[e2e] was double blind, now reproduceable results
Jon Crowcroft
Jon.Crowcroft at cl.cam.ac.uk
Thu May 27 23:44:50 PDT 2004
thanks for this - very useful reference, and of course as well as
privacy concerns, as david reed points out, there are patent warfare
concerns too - we just had a nice talk by hal abelson here about the
MIT ideas in open courseware and in Dspace, that led to the creative commons
ideas for how to have a more flexible aprpoach to things, and I think
that while that might address IPR worries about background nicely and
attribution and exploitation, it didnt really cover privacy that
well...a hard problem, (and as i said one which at least the eu
medical world has coped with remarkably well) without losing compelte
siight of the value of having all the data available to liegitimate
other researchers to further all our knowledge...

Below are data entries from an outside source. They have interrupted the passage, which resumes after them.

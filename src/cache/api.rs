//! Worker-facing cache interfaces.
//!
//! Worker code sees the same two traits whether the storage lives in its own
//! context ([`CacheStorage`](super::CacheStorage)) or behind a relay
//! ([`RemoteCacheStorage`](super::RemoteCacheStorage)).

use std::sync::Arc;

use async_trait::async_trait;

use crate::error::RuntimeError;
use crate::http::{Request, Response};

use super::key::MatchOptions;

/// Shared handle to one named cache.
pub type CacheHandle = Arc<dyn CacheApi>;

/// One named cache of request/response pairs.
#[async_trait]
pub trait CacheApi: Send + Sync + 'static {
    /// Cache name.
    fn name(&self) -> &str;

    /// First stored response answering `request`.
    async fn match_one(
        &self,
        request: &Request,
        opts: MatchOptions,
    ) -> Result<Option<Response>, RuntimeError>;

    /// Every stored response answering `request` (all when `None`).
    async fn match_all(
        &self,
        request: Option<&Request>,
        opts: MatchOptions,
    ) -> Result<Vec<Response>, RuntimeError>;

    /// Fetches `request` and stores the response.
    async fn add(&self, request: Request) -> Result<(), RuntimeError> {
        self.add_all(vec![request]).await
    }

    /// Fetches every request, then stores all responses; nothing is stored if any fetch fails.
    async fn add_all(&self, requests: Vec<Request>) -> Result<(), RuntimeError>;

    /// Stores `response` for `request`.
    ///
    /// # Errors
    /// `Type` for non-GET requests and `206 Partial Content` responses.
    async fn put(&self, request: Request, response: Response) -> Result<(), RuntimeError>;

    /// Removes entries answering `request`; `false` if none matched.
    async fn delete(&self, request: &Request, opts: MatchOptions) -> Result<bool, RuntimeError>;

    /// Requests of stored entries answering `request` (all when `None`).
    async fn keys(
        &self,
        request: Option<&Request>,
        opts: MatchOptions,
    ) -> Result<Vec<Request>, RuntimeError>;
}

/// The set of named caches visible to a worker.
#[async_trait]
pub trait CacheStorageApi: Send + Sync + 'static {
    /// Opens (creating on first use) the cache called `name`.
    ///
    /// Opening the same name twice yields the same cache.
    async fn open(&self, name: &str) -> Result<CacheHandle, RuntimeError>;

    /// True if a cache called `name` exists.
    async fn has(&self, name: &str) -> Result<bool, RuntimeError>;

    /// Disposes and removes `name`; `false` if it did not exist.
    async fn delete(&self, name: &str) -> Result<bool, RuntimeError>;

    /// Cache names in creation order.
    async fn keys(&self) -> Result<Vec<String>, RuntimeError>;

    /// First response answering `request`, searching caches in creation order
    /// (or only `opts.cache_name` when set).
    async fn match_any(
        &self,
        request: &Request,
        opts: MatchOptions,
    ) -> Result<Option<Response>, RuntimeError>;
}

/// Only GET requests can be stored.
pub(crate) fn validate_request(request: &Request) -> Result<(), RuntimeError> {
    if !request.method.eq_ignore_ascii_case("GET") {
        return Err(RuntimeError::type_error(format!(
            "only GET requests can be cached, got {} {}",
            request.method, request.url
        )));
    }
    Ok(())
}

/// Argument checks shared by every `put` implementation.
pub(crate) fn validate_put(request: &Request, response: &Response) -> Result<(), RuntimeError> {
    validate_request(request)?;
    if response.status == 206 {
        return Err(RuntimeError::type_error(format!(
            "partial response (206) for {} cannot be cached",
            request.url
        )));
    }
    Ok(())
}

/// Response check applied by `add`/`add_all` before storing.
pub(crate) fn validate_fetched(request: &Request, response: &Response) -> Result<(), RuntimeError> {
    if !response.is_ok() {
        return Err(RuntimeError::type_error(format!(
            "fetch of {} returned status {}",
            request.url, response.status
        )));
    }
    Ok(())
}

#[cfg(test)]
mod tests {
    use super::*;

    #[test]
    fn put_rejects_non_get_and_partial_responses() {
        let post = Request::new("POST", "https://app.test/a");
        assert_eq!(
            validate_put(&post, &Response::ok("x")).map_err(|e| e.as_label()),
            Err("type_error")
        );
        let get = Request::get("https://app.test/a");
        assert!(validate_put(&get, &Response::new(206, "x")).is_err());
        assert!(validate_put(&get, &Response::new(404, "x")).is_ok());
    }

    #[test]
    fn add_rejects_non_success_statuses() {
        let get = Request::get("https://app.test/a");
        assert!(validate_fetched(&get, &Response::new(500, "")).is_err());
        assert!(validate_fetched(&get, &Response::ok("")).is_ok());
    }
}
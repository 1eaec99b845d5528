//! # Global runtime configuration.
//!
//! Provides [`Config`], the centralized settings for a [`Host`](crate::Host).
//!
//! Config is used in two ways:
//! 1. **Host creation**: `HostBuilder::new(config)`
//! 2. **Environment overlay**: `Config::from_env()` reads `WORKERVISOR_*` variables
//!    on top of [`Config::default`]
//!
//! ## Sentinel values
//! - `relay_timeout = 0s` → relay calls wait forever
//! - `grace = 0s` → do not wait for contexts to drain on shutdown; in-flight
//!   events finish on their own and shutdown returns once the caches are disposed
//! - `pool_size` is ignored for [`Topology::Single`]
//!
//! ## Environment variables
//! | Variable | Field | Format |
//! |---|---|---|
//! | `WORKERVISOR_GRACE_MS` | `grace` | milliseconds |
//! | `WORKERVISOR_BUS_CAPACITY` | `bus_capacity` | integer |
//! | `WORKERVISOR_BROADCAST_CAPACITY` | `broadcast_capacity` | integer |
//! | `WORKERVISOR_RELAY_CAPACITY` | `relay_capacity` | integer |
//! | `WORKERVISOR_RELAY_TIMEOUT_MS` | `relay_timeout` | milliseconds |
//! | `WORKERVISOR_TOPOLOGY` | `topology` | `single` or `pool` |
//! | `WORKERVISOR_POOL_SIZE` | `pool_size` | integer, at least 1 |
//! | `WORKERVISOR_CACHE_BACKEND` | `cache_backend` | backend name |
//! | `WORKERVISOR_CACHE_DIR` | `cache_dir` | path |
//! | `WORKERVISOR_PLATFORM` | `platform` | platform name |
//! | `WORKERVISOR_HOST` | `host` | host name |
//! | `WORKERVISOR_PORT` | `port` | `u16` |

use std::fmt;
use std::path::PathBuf;
use std::str::FromStr;
use std::time::Duration;

use crate::error::ConfigError;

/// How worker contexts are laid out inside a host.
#[derive(Clone, Copy, Debug, PartialEq, Eq, Default)]
pub enum Topology {
    /// One context; the cache storage is used directly.
    #[default]
    Single,
    /// `pool_size` contexts sharing no memory; caches go through a relay owner.
    Pool,
}

impl Topology {
    pub fn as_str(&self) -> &'static str {
        match self {
            Topology::Single => "single",
            Topology::Pool => "pool",
        }
    }
}

impl fmt::Display for Topology {
    fn fmt(&self, f: &mut fmt::Formatter<'_>) -> fmt::Result {
        f.write_str(self.as_str())
    }
}

impl FromStr for Topology {
    type Err = ();

    fn from_str(s: &str) -> Result<Self, Self::Err> {
        match s.trim().to_ascii_lowercase().as_str() {
            "single" => Ok(Topology::Single),
            "pool" => Ok(Topology::Pool),
            _ => Err(()),
        }
    }
}

/// Global configuration for the host runtime.
///
/// ## Field semantics
/// - `grace`: Maximum wait for contexts to drain on shutdown
/// - `bus_capacity`: Runtime event bus ring size (min 1; clamped by Bus)
/// - `broadcast_capacity`: Ring size of each broadcast channel
/// - `relay_capacity`: Queue size of the cache owner inbox and of each reply queue
/// - `relay_timeout`: Per-call deadline of relayed cache calls (`0s` = none)
/// - `topology` / `pool_size`: context layout
/// - `cache_backend` / `cache_dir`: which backend caches are stored in
/// - `platform` / `host` / `port`: which platform adapter serves requests, and where
///
/// ## Notes
/// All fields are public. Prefer the helper accessors over sentinel checks.
#[derive(Clone, Debug)]
pub struct Config {
    /// Maximum time to wait for a graceful shutdown.
    ///
    /// If exceeded, shutdown returns `RuntimeError::GraceExceeded`.
    pub grace: Duration,

    /// Capacity of the runtime event bus.
    ///
    /// Slow subscribers that lag behind skip older events.
    pub bus_capacity: usize,

    /// Capacity of each broadcast channel ring.
    pub broadcast_capacity: usize,

    /// Capacity of the cache relay queues.
    pub relay_capacity: usize,

    /// Deadline of one relayed cache call; `Duration::ZERO` = no deadline.
    pub relay_timeout: Duration,

    /// Context layout.
    pub topology: Topology,

    /// Number of contexts for [`Topology::Pool`].
    pub pool_size: usize,

    /// Cache backend name (`memory`, `fs`).
    pub cache_backend: String,

    /// Directory used by the `fs` backend.
    pub cache_dir: PathBuf,

    /// Platform adapter name (`loopback` is built in).
    pub platform: String,

    /// Host name passed to the platform server.
    pub host: String,

    /// Port passed to the platform server.
    pub port: u16,
}

impl Config {
    /// Returns the relay deadline as an `Option`.
    ///
    /// - `None` → wait forever
    /// - `Some(d)` → each call fails after `d`
    #[inline]
    pub fn relay_deadline(&self) -> Option<Duration> {
        if self.relay_timeout == Duration::ZERO {
            None
        } else {
            Some(self.relay_timeout)
        }
    }

    /// Returns a bus capacity clamped to a minimum of 1.
    #[inline]
    pub fn bus_capacity_clamped(&self) -> usize {
        self.bus_capacity.max(1)
    }

    /// Number of contexts the topology creates.
    #[inline]
    pub fn context_count(&self) -> usize {
        match self.topology {
            Topology::Single => 1,
            Topology::Pool => self.pool_size.max(1),
        }
    }

    /// Default config overlaid with `WORKERVISOR_*` environment variables.
    ///
    /// # Errors
    /// [`ConfigError::Invalid`] for a set variable that cannot be parsed.
    pub fn from_env() -> Result<Self, ConfigError> {
        Self::from_lookup(|key| std::env::var(key).ok())
    }

    /// Default config overlaid with values from `lookup` (same keys as [`from_env`](Self::from_env)).
    pub fn from_lookup<F>(lookup: F) -> Result<Self, ConfigError>
    where
        F: Fn(&str) -> Option<String>,
    {
        let mut cfg = Self::default();

        if let Some(ms) = parse::<u64>(&lookup, "WORKERVISOR_GRACE_MS", "milliseconds")? {
            cfg.grace = Duration::from_millis(ms);
        }
        if let Some(n) = parse(&lookup, "WORKERVISOR_BUS_CAPACITY", "an integer")? {
            cfg.bus_capacity = n;
        }
        if let Some(n) = parse(&lookup, "WORKERVISOR_BROADCAST_CAPACITY", "an integer")? {
            cfg.broadcast_capacity = n;
        }
        if let Some(n) = parse(&lookup, "WORKERVISOR_RELAY_CAPACITY", "an integer")? {
            cfg.relay_capacity = n;
        }
        if let Some(ms) = parse::<u64>(&lookup, "WORKERVISOR_RELAY_TIMEOUT_MS", "milliseconds")? {
            cfg.relay_timeout = Duration::from_millis(ms);
        }
        if let Some(raw) = lookup("WORKERVISOR_TOPOLOGY") {
            cfg.topology = raw.parse().map_err(|()| ConfigError::Invalid {
                key: "WORKERVISOR_TOPOLOGY",
                value: raw.clone(),
                reason: "expected `single` or `pool`",
            })?;
        }
        if let Some(n) = parse::<usize>(&lookup, "WORKERVISOR_POOL_SIZE", "an integer")? {
            if n == 0 {
                return Err(ConfigError::Invalid {
                    key: "WORKERVISOR_POOL_SIZE",
                    value: n.to_string(),
                    reason: "pool needs at least one context",
                });
            }
            cfg.pool_size = n;
        }
        if let Some(name) = non_empty(&lookup, "WORKERVISOR_CACHE_BACKEND")? {
            cfg.cache_backend = name;
        }
        if let Some(dir) = non_empty(&lookup, "WORKERVISOR_CACHE_DIR")? {
            cfg.cache_dir = PathBuf::from(dir);
        }
        if let Some(name) = non_empty(&lookup, "WORKERVISOR_PLATFORM")? {
            cfg.platform = name;
        }
        if let Some(host) = non_empty(&lookup, "WORKERVISOR_HOST")? {
            cfg.host = host;
        }
        if let Some(port) = parse(&lookup, "WORKERVISOR_PORT", "a port number")? {
            cfg.port = port;
        }
        Ok(cfg)
    }
}

fn parse<T: FromStr>(
    lookup: &impl Fn(&str) -> Option<String>,
    key: &'static str,
    reason: &'static str,
) -> Result<Option<T>, ConfigError> {
    match lookup(key) {
        None => Ok(None),
        Some(raw) => raw
            .trim()
            .parse()
            .map(Some)
            .map_err(|_| ConfigError::Invalid {
                key,
                value: raw,
                reason,
            }),
    }
}

fn non_empty(
    lookup: &impl Fn(&str) -> Option<String>,
    key: &'static str,
) -> Result<Option<String>, ConfigError> {
    match lookup(key) {
        None => Ok(None),
        Some(raw) if raw.trim().is_empty() => Err(ConfigError::Invalid {
            key,
            value: raw,
            reason: "must not be empty",
        }),
        Some(raw) => Ok(Some(raw.trim().to_string())),
    }
}

impl Default for Config {
    /// Default configuration:
    ///
    /// - `grace = 30s`
    /// - `bus_capacity = 1024`, `broadcast_capacity = 256`, `relay_capacity = 128`
    /// - `relay_timeout = 0s` (no deadline)
    /// - `topology = single`, `pool_size = 4`
    /// - `cache_backend = "memory"`, `cache_dir = "./.workervisor/cache"`
    /// - `platform = "loopback"` on `127.0.0.1:8787`
    fn default() -> Self {
        Self {
            grace: Duration::from_secs(30),
            bus_capacity: 1024,
            broadcast_capacity: 256,
            relay_capacity: 128,
            relay_timeout: Duration::ZERO,
            topology: Topology::Single,
            pool_size: 4,
            cache_backend: "memory".to_string(),
            cache_dir: PathBuf::from("./.workervisor/cache"),
            platform: "loopback".to_string(),
            host: "127.0.0.1".to_string(),
            port: 8787,
        }
    }
}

but i would like to ask: how relevant is this to 99% of computign and
communications research? frankly, I have only twice ever had to be
careful about data in papers, and eventually (one case in 3 weeks once
patent was filed, the case in about 3 years when the currency of the
network monitoring data was no longer a threat to the operator if it
was in competitors hands) we could release all the information and
code associated with the paper...
personally, i think that in our business (whatever it is)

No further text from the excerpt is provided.